A former Washington Post editor, Jeanne McManus, has written a delightful article describing her experience as a student at Blessed Sacrament School, located east of Chevy Chase in Washington, DC.  It’s a story that relates the experience of many who attended Catholic parochial schools between 1950 and 1967.

 

 

Some of the highlights:

  • The black-and-white photo of  the Class of 1961 contains mini-portraits of 53 students with their hair smoothed into submission, their collars somewhat straight for  picture day.
  • Each class was presided over by one Holy Cross  nun.  Students didn’t shuffle down the halls and change rooms for different classes, fused as they were that one nun and she to her students every day from 8:30 until 3:15, except for a  brief mid-morning recess and a lunch break.
  • Despite the student-teacher ratio, the students managed to read and write, solve math problems, learn world  history and geography and, importantly, how to conduct ourselves in public.
  • Under the iron rule of that one nun, tiny Sister Gonzaga, those 53 kids spilled out into the world of high school, from which they might  graduate in 1965, then on to college, from which they might graduate in 1969.   These are the children of the ’60s on the launch pad of that tumultuous decade,  boys with flat-tops and girls with Peter Pan collars.

 

Sound familiar?  Been there?  Experienced that?

There’s a lot more in McManus’ article that deserves reading.

The Motley Monk grew up in Chicago, sharing a very similar experience, one that many others have commented they have also experience as well in locales as far flung and different as San Francisco, St.
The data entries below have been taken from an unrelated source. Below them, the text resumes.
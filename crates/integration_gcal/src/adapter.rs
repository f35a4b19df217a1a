//! Calendar port adapter
//!
//! Bridges the REST client into the application layer's [`CalendarPort`]:
//! event resources become plain busy `TimeWindow`s, provider errors become
//! `CalendarError`s.

use async_trait::async_trait;
use chrono::{DateTime, Utc};
use tracing::warn;

use application::ports::{CalendarError, CalendarPort};
use domain::TimeWindow;

use crate::client::{EventResource, GcalError, GoogleCalendarClient};

/// `CalendarPort` implementation backed by Google Calendar
#[derive(Debug, Clone)]
pub struct GoogleCalendarAdapter {
    client: GoogleCalendarClient,
}

impl GoogleCalendarAdapter {
    /// Wrap a configured client
    #[must_use]
    pub fn new(client: GoogleCalendarClient) -> Self {
        Self { client }
    }
}

#[async_trait]
impl CalendarPort for GoogleCalendarAdapter {
    async fn list_busy_intervals(
        &self,
        time_min: DateTime<Utc>,
        time_max: DateTime<Utc>,
    ) -> Result<Vec<TimeWindow>, CalendarError> {
        let events = self
            .client
            .list_events(time_min, time_max)
            .await
            .map_err(map_error)?;

        let mut intervals: Vec<TimeWindow> =
            events.iter().filter_map(event_to_window).collect();
        // The port contract promises ascending starts regardless of what
        // the provider returned
        intervals.sort_by_key(TimeWindow::start);
        Ok(intervals)
    }

    async fn create_event(
        &self,
        summary: &str,
        start: DateTime<Utc>,
        end: DateTime<Utc>,
    ) -> Result<String, CalendarError> {
        let event = self
            .client
            .insert_event(summary, start, end)
            .await
            .map_err(map_error)?;
        Ok(event.html_link.unwrap_or_default())
    }

    async fn is_available(&self) -> bool {
        self.client.is_available().await
    }
}

/// Convert an event resource into a busy interval
///
/// All-day events (date without dateTime) and resources with unparseable
/// or inverted times yield `None` and are skipped with a warning.
fn event_to_window(event: &EventResource) -> Option<TimeWindow> {
    let start = parse_instant(event.start.date_time.as_deref()?)?;
    let end = parse_instant(event.end.date_time.as_deref()?)?;
    match TimeWindow::new(start, end) {
        Ok(window) => Some(window),
        Err(_) => {
            warn!(event_id = ?event.id, "Skipping event with inverted times");
            None
        },
    }
}

fn parse_instant(raw: &str) -> Option<DateTime<Utc>> {
    match DateTime::parse_from_rfc3339(raw) {
        Ok(instant) => Some(instant.with_timezone(&Utc)),
        Err(_) => {
            warn!(raw, "Skipping unparseable event time");
            None
        },
    }
}

/// Map client errors to port errors
fn map_error(err: GcalError) -> CalendarError {
    match err {
        GcalError::Request(e) => {
            warn!(error = %e, "Calendar request failed");
            CalendarError::ServiceUnavailable
        },
        GcalError::Api {
            code: 401 | 403, ..
        } => CalendarError::AuthenticationFailed,
        GcalError::Api { code, message } => {
            CalendarError::OperationFailed(format!("calendar API error {code}: {message}"))
        },
        GcalError::Configuration(msg) => CalendarError::OperationFailed(msg),
    }
}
Louis, Detroit, New York, Boston, Grand Rapids, and Philadelphia.  Could it that Catholic parochial schools were as uniform as were the uniforms that students wore?

You betchya!

But, The Motley Monk also happens to know personally about Blessed Sacrament School.  In the late-1990s, he conducted a faculty in-service program for the school’s dedicated faculty.

When someone made an announcement over the loudspeaker system, The Motley Monk’s attention was drawn to one of the speakers.  He noted the school’s letters emblazoned on on the speaker and as well as on all of the other speakers in the hall and, quite likely, on patches sewn onto every uniform.

Thinking back nearly four decades to seventh grade at Our Lady of the Wayside School in Arlington Heights, Illinois—where The Motley Monk was a student and the speakers and uniforms were similarly emblazoned with “OLW”—The Motley Monk asked the faculty if they ever wondered whether everything that blared over those speakers was “BS.”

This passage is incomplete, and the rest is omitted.